Segundo o comerciante, o enlace terá 320 convidados e está quase tudo pago. “Fechamos e pagamos R$ 12 mil de absolutamente tudo do casamento com o Max: bebidas, buquê da minha noiva, cadeiras, mesas, bebidas, doces, os bolos, decoração, bufê... Faltam apenas R$ 2 mil, mas eu achei que estivesse tudo encaminhado e que daria certo”, disse. Através das redes sociais, o comerciante soube o que aconteceu com os noivos e passou a ligar para o empresário, mas não teve nenhum retorno.
O mesmo aconteceu com Jane Lima.

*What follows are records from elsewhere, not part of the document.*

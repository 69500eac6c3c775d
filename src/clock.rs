//! Time sources
//!
//! Components that make decisions based on wall-clock time take a
//! [`TimeService`], which wraps a pluggable [`Clock`] and never returns a
//! value earlier than one it already returned. A clock that steps backwards
//! (NTP correction, VM migration) therefore freezes time instead of
//! reopening windows that already elapsed.

use std::sync::atomic::{AtomicI64, Ordering};
use std::sync::Arc;

use crate::types::Timestamp;

/// A source of UTC milliseconds
pub trait Clock: Send + Sync {
    /// Current time in milliseconds since the Unix epoch
    fn now_millis(&self) -> Timestamp;
}

/// The system wall clock
#[derive(Debug, Default, Clone, Copy)]
pub struct SystemClock;

impl Clock for SystemClock {
    fn now_millis(&self) -> Timestamp {
        chrono::Utc::now().timestamp_millis()
    }
}

/// A clock that only moves when told to
///
/// # Example
///
/// ```rust
/// use rollup_store::clock::{Clock, ManualClock};
///
/// let clock = ManualClock::new(1000);
/// clock.advance(500);
/// assert_eq!(clock.now_millis(), 1500);
/// ```
#[derive(Debug, Default)]
pub struct ManualClock {
    now: AtomicI64,
}

impl ManualClock {
    /// Start at `now`
    pub fn new(now: Timestamp) -> Self {
        Self {
            now: AtomicI64::new(now),
        }
    }

    /// Jump to `now` (may go backwards)
    pub fn set(&self, now: Timestamp) {
        self.now.store(now, Ordering::SeqCst);
    }

    /// Move forward by `millis`
    pub fn advance(&self, millis: i64) {
        self.now.fetch_add(millis, Ordering::SeqCst);
    }
}

impl Clock for ManualClock {
    fn now_millis(&self) -> Timestamp {
        self.now.load(Ordering::SeqCst)
    }
}

/// Monotonic-clamped view of a [`Clock`]
pub struct TimeService {
    source: Arc<dyn Clock>,
    last: AtomicI64,
}

impl TimeService {
    /// Wrap a clock
    pub fn new(source: Arc<dyn Clock>) -> Self {
        Self {
            source,
            last: AtomicI64::new(i64::MIN),
        }
    }

    /// Wrap the system clock
    pub fn system() -> Self {
        Self::new(Arc::new(SystemClock))
    }

    /// Current time, never earlier than any previous result
    pub fn current_time_millis(&self) -> Timestamp {
        let now = self.source.now_millis();
        let previous = self.last.fetch_max(now, Ordering::SeqCst);
        previous.max(now)
    }
}

impl Default for TimeService {
    fn default() -> Self {
        Self::system()
    }
}

impl std::fmt::Debug for TimeService {
    fn fmt(&self, f: &mut std::fmt::Formatter<'_>) -> std::fmt::Result {
        f.debug_struct("TimeService")
            .field("last", &self.last.load(Ordering::Relaxed))
            .finish()
    }
}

Ela fechou contrato com o acusado para a festa de aniversário de 77 anos da mãe e, dos R$ 1.920 combinados como pagamento, já acertou 30%. “Eis a minha surpresa quando vi que ele tinha fugido. Tentei contato em todas as redes sociais e nada. Só a advogada que apareceu e, ao me ligar, me aconselhou a procurar outro bufê porque ele decretou falência e não honrará nenhum contrato”.
Agora, os casos de estelionato ficarão a cargo do 2º Distrito Policial, responsável pela área onde o empresário mora. A orientação dada pela Polícia Civil é de que todas as pessoas que fecharam negócio com o empresário registrem boletim de ocorrência para, assim, levar adiante o caso e tentar garantir seus direitos.
A reportagem do Comércio tentou, durante toda a semana, estabelecer contato com Max. Porém, seu celular estava desligado. A advogada do acusado, indicada por vítimas, também foi procurada. Ela não atendeu as ligações.